En los teléfonos, más allá de los contactos y vínculos entre los gendarmes y aspirantes a la fuerza, los peritos encontraron una serie de mensajes en un grupo de WhatsApp que habían creado para organizar el tráfico de estupefacientes. Ese grupo, llamado “Los Peluches” advertía no sólo de los controles y cómo evitar ser descubiertos sino que instruían mediante una serie de tutoriales de cómo y dónde ocultar los paquetes de droga para que sean más difíciles de descubrir. En esos tutoriales, por ejemplo, el exgendarme Adrián Escarlata enseñaba cómo “embutir” la droga y ubicarla en espacios estratégicos de las camionetas para poder esquivar los controles básicos. Entre esos tutoriales enviados por Escarlata, los investigadores encontraron varios videos donde el ex agente de la fuerza explicaba cómo esconder los panes de cocaína en los respaldos de los asientos del vehículo. Esos videos fueron clave para diseñar en la región nuevas formas de trabajo en los operativos ya que, según explicaron los especialistas, “esconder la droga en los respaldos fue algo novedoso para los operativos”.
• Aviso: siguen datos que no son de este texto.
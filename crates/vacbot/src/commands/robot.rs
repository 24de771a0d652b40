//! Status, motion commands and the floor map.

use chrono::Local;
use serde_json::Value;
use vacbot_core::{ConnectionPreference, ConnectionState, RobotClient, RobotCommand, RobotStatus};

use crate::cli::GlobalOpts;
use crate::commands::util;
use crate::error::CliError;
use crate::output;

// ── Status ───────────────────────────────────────────────────────────

fn status_detail(
    status: &RobotStatus,
    preference: &ConnectionPreference,
    state: ConnectionState,
    color: bool,
) -> String {
    let connection = if preference.is_none() {
        output::dim("not configured", color)
    } else {
        format!("{preference} ({})", output::state_label(state))
    };
    let last_cleaned = status.last_cleaned.map_or_else(
        || output::dim("never", color),
        |at| at.with_timezone(&Local).format("%Y-%m-%d %H:%M").to_string(),
    );
    let errors = if status.errors.is_empty() {
        output::dim("none", color)
    } else {
        status.errors.join("; ")
    };

    output::detail_lines(&[
        ("Robot", output::paint_connectivity(status, color)),
        ("Connection", connection),
        ("Battery", output::paint_battery(status.battery_level, color)),
        ("Cleaning", if status.is_cleaning { "yes" } else { "no" }.to_owned()),
        ("Last cleaned", last_cleaned),
        ("Errors", errors),
    ])
}

/// Always prints a status. An unreachable robot shows the last known
/// values marked offline.
pub async fn status(client: &RobotClient, global: &GlobalOpts) -> Result<(), CliError> {
    if let Err(e) = client.restore().await {
        tracing::debug!(error = %e, "showing cached status");
    }
    let status = client.status().await;
    let preference = client.preference().await;
    let state = client.connection_state();
    let color = output::should_color(global.color);

    let out = output::render_single(
        output::format_of(global),
        &status,
        |s| status_detail(s, &preference, state, color),
        |s| format!("{} {}", s.connectivity_state, s.battery_level),
    )?;
    output::print_output(&out, global.quiet);
    Ok(())
}

// ── Commands ─────────────────────────────────────────────────────────

pub async fn command(
    client: &RobotClient,
    command: RobotCommand,
    global: &GlobalOpts,
) -> Result<(), CliError> {
    util::reconnect_saved(client).await?;
    client.command(command).await?;
    if !global.quiet {
        eprintln!(
            "{}",
            match command {
                RobotCommand::Start => "Cleaning started",
                RobotCommand::Stop => "Cleaning stopped",
                RobotCommand::Dock => "Returning to dock",
            }
        );
    }
    Ok(())
}

// ── Map ──────────────────────────────────────────────────────────────

fn describe(value: &Value) -> String {
    match value {
        Value::Array(items) => format!("{} items", items.len()),
        Value::Object(fields) => format!("{} fields", fields.len()),
        Value::String(s) => s.clone(),
        other => other.to_string(),
    }
}

fn map_summary(map: &Value) -> String {
    let rows: Vec<(&str, String)> = map
        .as_object()
        .map(|fields| fields.iter().map(|(k, v)| (k.as_str(), describe(v))).collect())
        .unwrap_or_default();
    if rows.is_empty() {
        return "Map is empty".into();
    }
    output::detail_lines(&rows)
}

pub async fn map(client: &RobotClient, global: &GlobalOpts) -> Result<(), CliError> {
    util::reconnect_saved(client).await?;
    let map = client.get_map().await?.into_value();

    let out = output::render_single(output::format_of(global), &map, map_summary, Value::to_string)?;
    output::print_output(&out, global.quiet);
    Ok(())
}
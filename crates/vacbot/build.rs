use std::fs;
use std::path::Path;

use clap::CommandFactory;

// cli.rs only depends on clap + clap_complete, both build-dependencies.
#[path = "src/cli.rs"]
mod cli;

fn main() {
    println!("cargo::rerun-if-changed=src/cli.rs");

    let out_dir = std::env::var_os("OUT_DIR").expect("OUT_DIR not set by Cargo");
    let man_dir = Path::new(&out_dir).join("man");
    fs::create_dir_all(&man_dir).expect("failed to create man output directory");

    generate_manpages(&cli::Cli::command(), &man_dir);
}

/// One page per visible command, named `vacbot-<sub>.1` for subcommands.
fn generate_manpages(cmd: &clap::Command, dir: &Path) {
    let name = cmd.get_name().to_owned();
    let path = dir.join(format!("{name}.1"));

    let mut buf = Vec::new();
    clap_mangen::Man::new(cmd.clone())
        .render(&mut buf)
        .unwrap_or_else(|e| panic!("failed to render man page for `{name}`: {e}"));
    fs::write(&path, buf).unwrap_or_else(|e| panic!("failed to write {}: {e}", path.display()));

    for sub in cmd.get_subcommands().filter(|sub| !sub.is_hide_set()) {
        let sub = sub.clone().name(format!("{name}-{}", sub.get_name()));
        generate_manpages(&sub, dir);
    }
}
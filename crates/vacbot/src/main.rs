mod cli;
mod commands;
mod config;
mod error;
mod output;

use clap::Parser;
use tracing_subscriber::EnvFilter;

use crate::cli::{Cli, Command};
use crate::error::CliError;

#[tokio::main]
async fn main() {
    let cli = Cli::parse();

    init_tracing(cli.global.verbose);

    if let Err(err) = run(cli).await {
        let code = err.exit_code();
        eprintln!("{:?}", miette::Report::new(err));
        std::process::exit(code);
    }
}

fn init_tracing(verbosity: u8) {
    let filter = match verbosity {
        0 => "warn",
        1 => "info",
        2 => "debug",
        _ => "trace",
    };

    tracing_subscriber::fmt()
        .with_env_filter(
            EnvFilter::try_from_default_env().unwrap_or_else(|_| EnvFilter::new(filter)),
        )
        .with_writer(std::io::stderr)
        .with_target(false)
        .init();
}

async fn run(cli: Cli) -> Result<(), CliError> {
    let Cli {
        mut global,
        command,
    } = cli;

    match command {
        // Config commands must work even when the file is broken
        Command::Config(args) => commands::config_cmd::handle(args, &global),

        Command::Completions(args) => {
            use clap::CommandFactory;
            use clap_complete::generate;

            let mut cmd = Cli::command();
            generate(args.shell, &mut cmd, "vacbot", &mut std::io::stdout());
            Ok(())
        }

        // Everything else goes through the robot client
        cmd => {
            let cfg = vacbot_config::load_config()?;
            config::apply_defaults(&mut global, &cfg);

            let scan_secs = match &cmd {
                Command::Scan(args) => args.secs,
                _ => None,
            };
            let client = config::open_client(&cfg, &global, scan_secs)?;

            tracing::debug!(command = ?cmd, "dispatching command");
            let result = commands::dispatch(cmd, &client, &global).await;
            client.shutdown().await;
            result
        }
    }
}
Además, en el grupo de WhatsApp de “Los Peluches”, los investigadores encontraron varios audios por la apertura de nuevos puestos de controles fijos y encontraron las alertas del ex Gendarme Richard Delgado porque se estaban reforzando los operativos en el sur de la Provincia de Salta. Según los investigadores, Delgado había sido echado de la fuerza después de que lo encontraron transportando 600 mil dólares en su vehículo aunque por entonces no pudieron atribuirse a una transacción narco. Ahora, el Fiscal Ricardo Toranzos avanza con la acusación contra la banda de narcogendarmes en un juicio que se retomará las próximas semanas y donde los acusados podrían recibir condenas de entre 6 y 20 años de prisión.